▶ [Your objective]: Output all entries below exactly as they are given.

Data excerpts
★ ★ ★ ★ ★ ★ ★

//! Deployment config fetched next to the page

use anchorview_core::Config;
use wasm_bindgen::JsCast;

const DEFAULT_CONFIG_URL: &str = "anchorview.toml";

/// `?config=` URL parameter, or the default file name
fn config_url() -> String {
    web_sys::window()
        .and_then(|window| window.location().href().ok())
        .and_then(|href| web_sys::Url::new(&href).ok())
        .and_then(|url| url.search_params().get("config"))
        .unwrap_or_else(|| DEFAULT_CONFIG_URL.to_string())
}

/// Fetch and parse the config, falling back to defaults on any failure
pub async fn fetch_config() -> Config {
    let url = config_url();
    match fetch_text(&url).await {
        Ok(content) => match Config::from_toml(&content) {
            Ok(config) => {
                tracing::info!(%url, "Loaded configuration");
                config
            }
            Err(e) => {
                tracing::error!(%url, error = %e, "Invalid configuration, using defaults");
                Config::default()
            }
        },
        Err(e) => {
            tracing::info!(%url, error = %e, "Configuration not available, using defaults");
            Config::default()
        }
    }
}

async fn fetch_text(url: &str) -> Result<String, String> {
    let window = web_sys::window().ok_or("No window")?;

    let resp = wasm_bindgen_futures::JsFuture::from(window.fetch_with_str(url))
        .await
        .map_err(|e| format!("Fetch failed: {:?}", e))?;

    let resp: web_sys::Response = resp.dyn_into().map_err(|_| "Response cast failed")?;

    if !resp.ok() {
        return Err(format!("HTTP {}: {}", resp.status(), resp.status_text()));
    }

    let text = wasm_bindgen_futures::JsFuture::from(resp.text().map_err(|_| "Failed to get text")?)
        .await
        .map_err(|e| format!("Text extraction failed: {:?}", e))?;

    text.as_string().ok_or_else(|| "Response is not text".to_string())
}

★ ★ ★ ★ ★ ★ ★

▶ [Answer space]:
//! Deployment config fetched next to the page

use anchorview_core::Config;
use wasm_bindgen::JsCast;

const DEFAULT_CONFIG_URL: &str = "anchorview.toml";

/// `?config=` URL parameter, or the default file name
fn config_url() -> String {
    web_sys::window()
        .and_then(|window| window.location().href().ok())
        .and_then(|href| web_sys::Url::new(&href).ok())
        .and_then(|url| url.search_params().get("config"))
        .unwrap_or_else(|| DEFAULT_CONFIG_URL.to_string())
}

/// Fetch and parse the config, falling back to defaults on any failure
pub async fn fetch_config() -> Config {
    let url = config_url();
    match fetch_text(&url).await {
        Ok(content) => match Config::from_toml(&content) {
            Ok(config) => {
                tracing::info!(%url, "Loaded configuration");
                config
            }
            Err(e) => {
                tracing::error!(%url, error = %e, "Invalid configuration, using defaults");
                Config::default()
            }
        },
        Err(e) => {
            tracing::info!(%url, error = %e, "Configuration not available, using defaults");
            Config::default()
        }
    }
}

async fn fetch_text(url: &str) -> Result<String, String> {
    let window = web_sys::window().ok_or("No window")?;

    let resp = wasm_bindgen_futures::JsFuture::from(window.fetch_with_str(url))
        .await
        .map_err(|e| format!("Fetch failed: {:?}", e))?;

    let resp: web_sys::Response = resp.dyn_into().map_err(|_| "Response cast failed")?;

    if !resp.ok() {
        return Err(format!("HTTP {}: {}", resp.status(), resp.status_text()));
    }

    let text = wasm_bindgen_futures::JsFuture::from(resp.text().map_err(|_| "Failed to get text")?)
        .await
        .map_err(|e| format!("Text extraction failed: {:?}", e))?;

    text.as_string().ok_or_else(|| "Response is not text".to_string())
}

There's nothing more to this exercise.